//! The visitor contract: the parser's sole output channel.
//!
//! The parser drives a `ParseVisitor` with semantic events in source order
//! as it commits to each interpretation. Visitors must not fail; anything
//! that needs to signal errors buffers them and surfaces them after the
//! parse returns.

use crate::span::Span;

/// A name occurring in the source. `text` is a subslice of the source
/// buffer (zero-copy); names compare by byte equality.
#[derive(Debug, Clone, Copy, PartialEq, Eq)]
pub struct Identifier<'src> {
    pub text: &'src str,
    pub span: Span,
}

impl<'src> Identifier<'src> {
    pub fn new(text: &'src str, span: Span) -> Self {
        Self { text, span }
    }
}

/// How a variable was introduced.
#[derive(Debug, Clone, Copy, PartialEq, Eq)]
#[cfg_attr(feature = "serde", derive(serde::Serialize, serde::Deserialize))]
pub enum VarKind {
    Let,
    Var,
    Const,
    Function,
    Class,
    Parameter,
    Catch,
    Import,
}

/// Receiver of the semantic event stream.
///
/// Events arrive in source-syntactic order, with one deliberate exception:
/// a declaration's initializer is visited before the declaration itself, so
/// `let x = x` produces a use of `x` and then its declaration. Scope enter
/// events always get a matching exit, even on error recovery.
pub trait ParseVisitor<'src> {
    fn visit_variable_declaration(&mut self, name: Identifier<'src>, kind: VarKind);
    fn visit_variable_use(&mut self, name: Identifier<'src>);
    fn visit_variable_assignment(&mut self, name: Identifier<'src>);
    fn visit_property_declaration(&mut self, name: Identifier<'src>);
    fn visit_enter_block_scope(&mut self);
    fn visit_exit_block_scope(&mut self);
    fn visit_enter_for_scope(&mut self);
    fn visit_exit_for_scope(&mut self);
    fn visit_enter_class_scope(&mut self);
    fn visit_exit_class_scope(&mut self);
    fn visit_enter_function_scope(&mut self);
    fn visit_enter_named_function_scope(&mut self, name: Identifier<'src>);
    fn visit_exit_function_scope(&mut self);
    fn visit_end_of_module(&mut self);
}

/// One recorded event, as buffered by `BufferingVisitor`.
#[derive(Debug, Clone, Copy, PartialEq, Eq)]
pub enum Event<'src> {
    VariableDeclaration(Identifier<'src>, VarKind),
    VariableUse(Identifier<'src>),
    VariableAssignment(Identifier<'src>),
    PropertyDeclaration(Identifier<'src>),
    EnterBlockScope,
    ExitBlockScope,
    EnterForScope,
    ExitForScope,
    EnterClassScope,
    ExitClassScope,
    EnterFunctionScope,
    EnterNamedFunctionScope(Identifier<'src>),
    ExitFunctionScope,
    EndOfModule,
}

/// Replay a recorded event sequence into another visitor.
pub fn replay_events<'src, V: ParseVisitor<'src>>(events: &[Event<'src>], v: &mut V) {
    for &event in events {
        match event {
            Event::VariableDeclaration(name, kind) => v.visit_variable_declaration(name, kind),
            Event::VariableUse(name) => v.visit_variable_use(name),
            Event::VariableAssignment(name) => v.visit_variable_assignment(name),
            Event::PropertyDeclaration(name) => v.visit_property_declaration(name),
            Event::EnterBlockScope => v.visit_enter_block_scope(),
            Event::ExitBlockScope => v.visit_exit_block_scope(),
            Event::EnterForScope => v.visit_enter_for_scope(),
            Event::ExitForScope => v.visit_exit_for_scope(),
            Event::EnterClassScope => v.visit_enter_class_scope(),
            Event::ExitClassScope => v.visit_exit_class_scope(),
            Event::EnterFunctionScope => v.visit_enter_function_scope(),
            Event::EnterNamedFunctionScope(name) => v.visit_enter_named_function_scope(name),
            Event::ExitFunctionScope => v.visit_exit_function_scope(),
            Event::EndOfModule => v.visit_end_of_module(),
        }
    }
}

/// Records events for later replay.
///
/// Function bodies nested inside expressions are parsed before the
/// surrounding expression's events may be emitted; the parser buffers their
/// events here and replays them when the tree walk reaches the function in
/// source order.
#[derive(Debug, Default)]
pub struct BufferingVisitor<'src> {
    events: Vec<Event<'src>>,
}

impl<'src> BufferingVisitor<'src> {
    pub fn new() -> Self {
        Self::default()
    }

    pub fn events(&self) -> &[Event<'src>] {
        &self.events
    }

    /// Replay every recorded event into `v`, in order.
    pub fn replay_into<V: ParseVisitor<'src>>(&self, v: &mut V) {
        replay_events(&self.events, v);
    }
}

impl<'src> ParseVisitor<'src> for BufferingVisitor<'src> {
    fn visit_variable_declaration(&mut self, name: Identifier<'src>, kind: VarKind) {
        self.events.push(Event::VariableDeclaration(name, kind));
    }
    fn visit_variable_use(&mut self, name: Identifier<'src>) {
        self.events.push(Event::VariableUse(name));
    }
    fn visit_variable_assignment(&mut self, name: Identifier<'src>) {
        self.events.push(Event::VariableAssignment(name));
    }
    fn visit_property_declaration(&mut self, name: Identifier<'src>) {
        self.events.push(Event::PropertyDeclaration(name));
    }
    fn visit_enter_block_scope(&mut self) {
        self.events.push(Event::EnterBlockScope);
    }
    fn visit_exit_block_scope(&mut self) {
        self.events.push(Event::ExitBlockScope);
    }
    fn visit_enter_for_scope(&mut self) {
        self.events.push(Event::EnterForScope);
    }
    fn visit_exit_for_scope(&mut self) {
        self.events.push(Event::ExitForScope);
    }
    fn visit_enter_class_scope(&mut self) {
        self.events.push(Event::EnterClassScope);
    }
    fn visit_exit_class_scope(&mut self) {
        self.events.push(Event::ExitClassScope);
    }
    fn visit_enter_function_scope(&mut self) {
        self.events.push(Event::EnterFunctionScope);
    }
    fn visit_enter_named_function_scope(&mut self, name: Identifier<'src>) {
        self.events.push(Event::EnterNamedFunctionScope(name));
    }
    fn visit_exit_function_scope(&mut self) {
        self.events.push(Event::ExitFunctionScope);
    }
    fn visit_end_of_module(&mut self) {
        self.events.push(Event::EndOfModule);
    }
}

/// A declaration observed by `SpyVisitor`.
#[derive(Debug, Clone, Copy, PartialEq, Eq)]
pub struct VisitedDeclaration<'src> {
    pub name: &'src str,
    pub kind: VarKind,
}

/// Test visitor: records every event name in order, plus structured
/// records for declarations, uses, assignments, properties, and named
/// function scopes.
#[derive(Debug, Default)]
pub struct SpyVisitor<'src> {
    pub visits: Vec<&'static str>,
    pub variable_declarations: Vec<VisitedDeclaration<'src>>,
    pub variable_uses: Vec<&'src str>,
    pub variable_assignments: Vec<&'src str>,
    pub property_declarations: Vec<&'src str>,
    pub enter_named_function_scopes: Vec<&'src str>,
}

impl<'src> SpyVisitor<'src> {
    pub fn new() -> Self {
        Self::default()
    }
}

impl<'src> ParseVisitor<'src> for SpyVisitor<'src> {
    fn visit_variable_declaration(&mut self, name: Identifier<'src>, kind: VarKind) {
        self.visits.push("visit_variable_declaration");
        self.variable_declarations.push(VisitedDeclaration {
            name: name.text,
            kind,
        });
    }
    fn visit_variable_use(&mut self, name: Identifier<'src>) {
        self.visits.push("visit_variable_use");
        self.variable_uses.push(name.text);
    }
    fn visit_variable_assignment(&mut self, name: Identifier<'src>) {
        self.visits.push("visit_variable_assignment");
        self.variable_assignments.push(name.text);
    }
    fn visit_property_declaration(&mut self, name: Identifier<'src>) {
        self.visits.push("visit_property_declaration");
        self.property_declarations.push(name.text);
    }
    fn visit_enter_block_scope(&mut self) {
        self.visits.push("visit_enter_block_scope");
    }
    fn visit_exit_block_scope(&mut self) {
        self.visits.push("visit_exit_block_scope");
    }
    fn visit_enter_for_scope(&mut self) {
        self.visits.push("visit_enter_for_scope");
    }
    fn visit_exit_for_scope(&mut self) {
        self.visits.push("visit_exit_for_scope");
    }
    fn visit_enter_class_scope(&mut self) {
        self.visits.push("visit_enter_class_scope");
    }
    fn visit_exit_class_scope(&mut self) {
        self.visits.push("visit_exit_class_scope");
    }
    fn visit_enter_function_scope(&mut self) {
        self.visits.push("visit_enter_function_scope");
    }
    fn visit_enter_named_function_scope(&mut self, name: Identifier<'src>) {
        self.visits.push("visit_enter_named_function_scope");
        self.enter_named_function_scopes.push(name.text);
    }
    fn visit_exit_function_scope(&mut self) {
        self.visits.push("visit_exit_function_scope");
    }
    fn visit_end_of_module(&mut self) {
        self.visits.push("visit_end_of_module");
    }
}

__TASK ITEM__
All lines from the beginning of the material above through the one with "pub text: &'src" need to be returned exactly; please return those and only those.

__THE COMPLETED TASK__
//! The visitor contract: the parser's sole output channel.
//!
//! The parser drives a `ParseVisitor` with semantic events in source order
//! as it commits to each interpretation. Visitors must not fail; anything
//! that needs to signal errors buffers them and surfaces them after the
//! parse returns.

use crate::span::Span;

/// A name occurring in the source. `text` is a subslice of the source
/// buffer (zero-copy); names compare by byte equality.
#[derive(Debug, Clone, Copy, PartialEq, Eq)]
pub struct Identifier<'src> {
    pub text: &'src str,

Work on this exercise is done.